0.0% of residents lived in urban areas, while 100.0% lived in rural areas.

===2010 census===
As of the 2010 census, there were 2,256 people, 889 households, and 619 families residing in the city. The population density was 1289.1 PD/sqmi. There were 958 housing units at an average density of 547.4 /sqmi. The racial makeup of the city was 98.01% White, 0.44% African American, 0.27% Native American, 0.18% Asian, 0.04% Pacific Islander, 0.31% from some other races and 0.75% from two or more races. Hispanic or Latino people of any race were 1.29% of the population.

There were 889 households, of which 35.9% had children under the age of 18 living with them, 56.1% were married couples living together, 8.8% had a female householder with no husband present, 4.7% had a male householder with no wife present, and 30.4% were non-families. 25.1% of all households were made up of individuals, and 10.4% had someone living alone who was 65 years of age or older. The average household size was 2.49 and the average family size was 2.97.

The median age in the city was 35.4 years. 27.1% of residents were under the age of 18; 6.1% were between the ages of 18 and 24; 29.5% were from 25 to 44; 22.3% were from 45 to 64; and 14.8% were 65 years of age or older. The gender makeup of the city was 48.1% male and 51.9% female.

===2000 census===
As of the 2000 census, there were 2,109 people, 816 households, and 580 families residing in the city. The population density was 1653.3 PD/sqmi. There were 848 housing units at an average density of 664.8 /sqmi. The racial makeup of the city was 97.72% White, 0.09% African American, 0.38% Native American, 0.19% Asian, 0.00% Pacific Islander, 0.62% from some other races and 1.00% from two or more races. Hispanic or Latino people of any race were 1.61% of the population.

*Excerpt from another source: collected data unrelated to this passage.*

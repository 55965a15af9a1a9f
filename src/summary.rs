// Copyright (C) 2026  Caprica Software Limited
//
// This program is free software: you can redistribute it and/or modify
// it under the terms of the GNU General Public License as published by
// the Free Software Foundation, either version 3 of the License, or
// (at your option) any later version.
//
// This program is distributed in the hope that it will be useful,
// but WITHOUT ANY WARRANTY; without even the implied warranty of
// MERCHANTABILITY or FITNESS FOR A PARTICULAR PURPOSE.  See the
// GNU General Public License for more details.
//
// You should have received a copy of the GNU General Public License
// along with this program.  If not, see <https://www.gnu.org/licenses/>.

//! Run summaries.
//!
//! Per-track outcomes are folded into a [`Tally`] per artist. The summary
//! types here only aggregate and format, they never touch the history or the
//! file system.

use std::fmt;

use crate::util::format::format_size;

/// Aggregated outcomes of a set of track downloads.
#[derive(Debug, Clone, Copy, Default, PartialEq, Eq)]
pub(crate) struct Tally {
    pub succeeded: usize,
    pub failed: usize,
    pub total_bytes: u64,
}

impl Tally {
    /// Adds one outcome. Bytes only count for successful downloads.
    pub(crate) fn record(&mut self, success: bool, bytes: u64) {
        if success {
            self.succeeded += 1;
            self.total_bytes += bytes;
        } else {
            self.failed += 1;
        }
    }

    pub(crate) fn merge(&mut self, other: &Tally) {
        self.succeeded += other.succeeded;
        self.failed += other.failed;
        self.total_bytes += other.total_bytes;
    }
}

/// The outcome of processing one artist.
#[derive(Debug, Clone, Default)]
pub(crate) struct ArtistSummary {
    pub artist: String,
    pub albums: usize,
    /// Track count declared by the catalog across all albums.
    pub total_tracks: u64,
    /// Tracks left out because the history already had them.
    pub skipped: usize,
    /// Tracks handed to the worker pool.
    pub scheduled: usize,
    /// Scheduled tracks never started because the run was interrupted.
    pub cancelled: usize,
    /// Albums whose track listing could not be fetched.
    pub unlisted_albums: usize,
    pub tally: Tally,
    /// Size of everything below the artist's download directory.
    pub disk_usage: u64,
}

impl ArtistSummary {
    pub(crate) fn nothing_to_do(&self) -> bool {
        self.scheduled == 0
    }
}

impl fmt::Display for ArtistSummary {
    fn fmt(&self, f: &mut fmt::Formatter<'_>) -> fmt::Result {
        if self.nothing_to_do() {
            return write!(
                f,
                "{}: nothing to do ({} tracks in {} albums already downloaded)",
                self.artist, self.total_tracks, self.albums
            );
        }

        write!(
            f,
            "{}: {}/{} tracks from {} albums, {} downloaded, {} failed",
            self.artist,
            self.tally.succeeded,
            self.scheduled,
            self.albums,
            format_size(self.tally.total_bytes),
            self.tally.failed
        )?;

        if self.skipped > 0 {
            write!(f, ", {} already present", self.skipped)?;
        }
        if self.cancelled > 0 {
            write!(f, ", {} cancelled", self.cancelled)?;
        }
        if self.unlisted_albums > 0 {
            write!(f, ", {} albums could not be listed", self.unlisted_albums)?;
        }

        write!(f, " ({} on disk)", format_size(self.disk_usage))
    }
}

/// The outcome of a whole run.
#[derive(Debug, Default)]
pub(crate) struct RunSummary {
    pub artists: Vec<ArtistSummary>,
    /// Names that did not resolve in the catalog.
    pub not_found: Vec<String>,
    /// Names skipped because the history marks the artist complete.
    pub already_complete: Vec<String>,
    /// Artists that could not be expanded.
    pub errors: Vec<String>,
    pub interrupted: bool,
}

impl RunSummary {
    pub(crate) fn totals(&self) -> Tally {
        self.artists.iter().fold(Tally::default(), |mut acc, a| {
            acc.merge(&a.tally);
            acc
        })
    }
}

impl fmt::Display for RunSummary {
    fn fmt(&self, f: &mut fmt::Formatter<'_>) -> fmt::Result {
        let totals = self.totals();

        write!(
            f,
            "{} artists processed: {} tracks downloaded ({}), {} failed",
            self.artists.len(),
            totals.succeeded,
            format_size(totals.total_bytes),
            totals.failed
        )?;

        if !self.not_found.is_empty() {
            write!(f, ", {} not found", self.not_found.len())?;
        }
        if !self.already_complete.is_empty() {
            write!(f, ", {} already complete", self.already_complete.len())?;
        }
        if !self.errors.is_empty() {
            write!(f, ", {} could not be listed", self.errors.len())?;
        }
        if self.interrupted {
            write!(f, " [interrupted]")?;
        }

        Ok(())
    }
}
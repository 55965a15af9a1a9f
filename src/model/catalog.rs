// Copyright (C) 2026  Caprica Software Limited
//
// This program is free software: you can redistribute it and/or modify
// it under the terms of the GNU General Public License as published by
// the Free Software Foundation, either version 3 of the License, or
// (at your option) any later version.
//
// This program is distributed in the hope that it will be useful,
// but WITHOUT ANY WARRANTY; without even the implied warranty of
// MERCHANTABILITY or FITNESS FOR A PARTICULAR PURPOSE.  See the
// GNU General Public License for more details.
//
// You should have received a copy of the GNU General Public License
// along with this program.  If not, see <https://www.gnu.org/licenses/>.

//! Lazily expanded catalog tree.
//!
//! Composite nodes ([`Artist`], [`Album`]) fetch their children from the
//! [`CatalogClient`] the first time they are asked for them and keep the
//! result for the rest of the process. Asking again, from any thread, returns
//! the same cached slice without another remote call.
//!
//! Children hold non-owning back-references to their parents, the owning
//! direction is always parent to child.

use std::{
    path::{Path, PathBuf},
    sync::{Arc, Mutex, OnceLock, PoisonError, Weak},
};

use crate::{
    client::{AlbumRecord, ArtistRecord, CatalogClient, ClientResult, TrackRecord},
    model::{Entity, EntityKind},
    util::path::album_destination,
};

/// A child list that is fetched at most once.
pub(crate) struct Children<T> {
    cell: OnceLock<Vec<Arc<T>>>,
    fetch_lock: Mutex<()>,
}

impl<T> Children<T> {
    fn new() -> Self {
        Self {
            cell: OnceLock::new(),
            fetch_lock: Mutex::new(()),
        }
    }

    /// Returns the cached children, running `fetch` to populate them first if
    /// needed.
    ///
    /// A failed fetch caches nothing, so a later call tries again. An empty
    /// result is cached like any other.
    fn get_or_fetch<E>(
        &self,
        fetch: impl FnOnce() -> Result<Vec<Arc<T>>, E>,
    ) -> Result<&[Arc<T>], E> {
        if let Some(children) = self.cell.get() {
            return Ok(children);
        }

        let _guard = self
            .fetch_lock
            .lock()
            .unwrap_or_else(PoisonError::into_inner);

        // Another caller may have finished the fetch while we waited.
        if let Some(children) = self.cell.get() {
            return Ok(children);
        }

        let fetched = fetch()?;
        Ok(self.cell.get_or_init(|| fetched))
    }

    fn cached(&self) -> Option<&[Arc<T>]> {
        self.cell.get().map(Vec::as_slice)
    }
}

pub(crate) struct Artist {
    pub id: u64,
    pub title: String,
    pub link: String,
    albums: Children<Album>,
}

impl Artist {
    pub(crate) fn new(record: ArtistRecord) -> Arc<Self> {
        Arc::new(Self {
            id: record.id,
            title: record.name,
            link: record.link,
            albums: Children::new(),
        })
    }

    /// The artist's albums, fetched on first use.
    pub(crate) fn albums<'a>(
        self: &'a Arc<Self>,
        client: &dyn CatalogClient,
    ) -> ClientResult<&'a [Arc<Album>]> {
        self.albums.get_or_fetch(|| {
            let records = client.list_albums(self.id)?;
            Ok(records
                .into_iter()
                .map(|record| Album::new(record, Arc::downgrade(self)))
                .collect())
        })
    }

    /// Total number of tracks across all albums, as declared by the catalog.
    ///
    /// This expands the albums but not their tracks.
    pub(crate) fn total_tracks(self: &Arc<Self>, client: &dyn CatalogClient) -> ClientResult<u64> {
        Ok(self
            .albums(client)?
            .iter()
            .map(|album| u64::from(album.track_count))
            .sum())
    }
}

impl Entity for Artist {
    fn kind(&self) -> EntityKind {
        EntityKind::Artist
    }

    fn id(&self) -> u64 {
        self.id
    }

    fn title(&self) -> &str {
        &self.title
    }
}

pub(crate) struct Album {
    pub id: u64,
    pub title: String,
    pub release_date: String,
    pub disk_count: u32,
    pub track_count: u32,
    artist: Weak<Artist>,
    tracks: Children<Track>,
}

impl Album {
    fn new(record: AlbumRecord, artist: Weak<Artist>) -> Arc<Self> {
        Arc::new(Self {
            id: record.id,
            title: record.title,
            release_date: record.release_date,
            disk_count: record.disk_count,
            track_count: record.track_count,
            artist,
            tracks: Children::new(),
        })
    }

    pub(crate) fn artist(&self) -> Option<Arc<Artist>> {
        self.artist.upgrade()
    }

    /// The album's tracks, fetched on first use.
    pub(crate) fn tracks<'a>(
        self: &'a Arc<Self>,
        client: &dyn CatalogClient,
    ) -> ClientResult<&'a [Arc<Track>]> {
        self.tracks.get_or_fetch(|| {
            let records = client.list_tracks(self.id)?;
            Ok(records
                .into_iter()
                .map(|record| Track::new(record, Arc::downgrade(self)))
                .collect())
        })
    }

    pub(crate) fn cached_tracks(&self) -> Option<&[Arc<Track>]> {
        self.tracks.cached()
    }

    /// Directory this album's tracks are written to below `root`.
    ///
    /// Depends only on the album's own metadata, never on which of its tracks
    /// are being downloaded.
    pub(crate) fn destination(&self, root: &Path) -> PathBuf {
        let artist_title = self
            .artist()
            .map(|artist| artist.title.clone())
            .unwrap_or_default();

        album_destination(
            root,
            &artist_title,
            &self.title,
            self.track_count,
            self.disk_count,
        )
    }
}

impl Entity for Album {
    fn kind(&self) -> EntityKind {
        EntityKind::Album
    }

    fn id(&self) -> u64 {
        self.id
    }

    fn title(&self) -> &str {
        &self.title
    }
}

pub(crate) struct Track {
    pub id: u64,
    pub title: String,
    pub short_title: String,
    pub link: String,
    pub duration_seconds: u64,
    album: Weak<Album>,
}

impl Track {
    fn new(record: TrackRecord, album: Weak<Album>) -> Arc<Self> {
        Arc::new(Self {
            id: record.id,
            title: record.title,
            short_title: record.short_title,
            link: record.link,
            duration_seconds: record.duration_seconds,
            album,
        })
    }

    pub(crate) fn album(&self) -> Option<Arc<Album>> {
        self.album.upgrade()
    }

    pub(crate) fn artist(&self) -> Option<Arc<Artist>> {
        self.album().and_then(|album| album.artist())
    }
}

impl Entity for Track {
    fn kind(&self) -> EntityKind {
        EntityKind::Track
    }

    fn id(&self) -> u64 {
        self.id
    }

    fn title(&self) -> &str {
        &self.title
    }
}

#[cfg(test)]
mod tests {
    use std::{
        sync::{Barrier, atomic::Ordering},
        thread,
        time::Duration,
    };

    use super::*;
    use crate::client::testing::FakeCatalog;

    fn artist(catalog: &FakeCatalog) -> Arc<Artist> {
        Artist::new(catalog.resolve_artist("Nina").unwrap())
    }

    #[test]
    fn albums_are_fetched_once() {
        let catalog = FakeCatalog::with_artist("Nina", &[(10, "One", &[1, 2]), (11, "Two", &[3])]);
        let artist = artist(&catalog);

        assert_eq!(catalog.album_fetches.load(Ordering::SeqCst), 0);

        let first: Vec<u64> = artist.albums(&catalog).unwrap().iter().map(|a| a.id).collect();
        let second: Vec<u64> = artist.albums(&catalog).unwrap().iter().map(|a| a.id).collect();

        assert_eq!(first, vec![10, 11]);
        assert_eq!(first, second);
        assert_eq!(catalog.album_fetches.load(Ordering::SeqCst), 1);
    }

    #[test]
    fn repeated_calls_return_the_same_nodes() {
        let catalog = FakeCatalog::with_artist("Nina", &[(10, "One", &[1, 2])]);
        let artist = artist(&catalog);

        let album = Arc::clone(&artist.albums(&catalog).unwrap()[0]);
        let a = Arc::clone(&album.tracks(&catalog).unwrap()[1]);
        let b = Arc::clone(&album.tracks(&catalog).unwrap()[1]);

        assert!(Arc::ptr_eq(&a, &b));
        assert_eq!(catalog.track_fetches.load(Ordering::SeqCst), 1);
    }

    #[test]
    fn concurrent_callers_share_a_single_fetch() {
        let mut catalog =
            FakeCatalog::with_artist("Nina", &[(10, "One", &[1, 2]), (11, "Two", &[3])]);
        catalog.fetch_delay = Duration::from_millis(50);
        let artist = artist(&catalog);
        let barrier = Barrier::new(8);

        let seen: Vec<Vec<u64>> = thread::scope(|scope| {
            let handles: Vec<_> = (0..8)
                .map(|_| {
                    scope.spawn(|| {
                        barrier.wait();
                        artist
                            .albums(&catalog)
                            .unwrap()
                            .iter()
                            .map(|a| a.id)
                            .collect::<Vec<u64>>()
                    })
                })
                .collect();
            handles.into_iter().map(|h| h.join().unwrap()).collect()
        });

        assert!(seen.iter().all(|ids| ids == &vec![10, 11]));
        assert_eq!(catalog.album_fetches.load(Ordering::SeqCst), 1);
    }

    #[test]
    fn empty_discography_is_cached() {
        let catalog = FakeCatalog::with_artist("Nina", &[]);
        let artist = artist(&catalog);

        assert!(artist.albums(&catalog).unwrap().is_empty());
        assert!(artist.albums(&catalog).unwrap().is_empty());
        assert_eq!(catalog.album_fetches.load(Ordering::SeqCst), 1);
    }

    #[test]
    fn total_tracks_uses_declared_counts_without_expanding_tracks() {
        let catalog =
            FakeCatalog::with_artist("Nina", &[(10, "One", &[1, 2, 3]), (11, "Two", &[4])]);
        let artist = artist(&catalog);

        assert_eq!(artist.total_tracks(&catalog).unwrap(), 4);
        assert_eq!(catalog.track_fetches.load(Ordering::SeqCst), 0);
        assert!(artist
            .albums(&catalog)
            .unwrap()
            .iter()
            .all(|a| a.cached_tracks().is_none()));
    }

    #[test]
    fn children_point_back_to_their_parents() {
        let catalog = FakeCatalog::with_artist("Nina", &[(10, "One", &[1, 2])]);
        let artist = artist(&catalog);

        let album = Arc::clone(&artist.albums(&catalog).unwrap()[0]);
        let track = Arc::clone(&album.tracks(&catalog).unwrap()[0]);

        assert_eq!(track.album().unwrap().id, 10);
        assert!(Arc::ptr_eq(&track.artist().unwrap(), &artist));
        assert_eq!(track.kind(), EntityKind::Track);
        assert_eq!(album.kind(), EntityKind::Album);
        assert_eq!(artist.kind(), EntityKind::Artist);
    }

    #[test]
    fn album_destination_follows_declared_track_count() {
        let catalog =
            FakeCatalog::with_artist("Nina", &[(10, "One", &[1, 2, 3]), (11, "Solo", &[4])]);
        let artist = artist(&catalog);
        let albums = artist.albums(&catalog).unwrap();
        let root = Path::new("music");

        assert_eq!(albums[0].destination(root), PathBuf::from("music/Nina/One"));
        assert_eq!(albums[1].destination(root), PathBuf::from("music/Nina"));
    }
}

There were 816 households, out of which 35.0% had children under the age of 18 living with them, 60.3% were married couples living together, 7.4% had a female householder with no husband present, and 28.9% were non-families. 25.5% of all households were made up of individuals, and 12.6% had someone living alone who was 65 years of age or older. The average household size was 2.54 and the average family size was 3.05.

In the city, the population was spread out, with 27.1% under the age of 18, 9.3% from 18 to 24, 28.4% from 25 to 44, 19.2% from 45 to 64, and 16.0% who were 65 years of age or older. The median age was 34 years. For every 100 females, there were 91.6 males. For every 100 females age 18 and over, there were 89.1 males.

The median income for a household in the city was $41,667, and the median income for a family was $51,111. Males had a median income of $31,675 versus $21,492 for females. The per capita income for the city was $17,443. About 1.4% of families and 3.7% of the population were below the poverty line, including 1.4% of those under age 18 and 7.9% of those age 65 or over.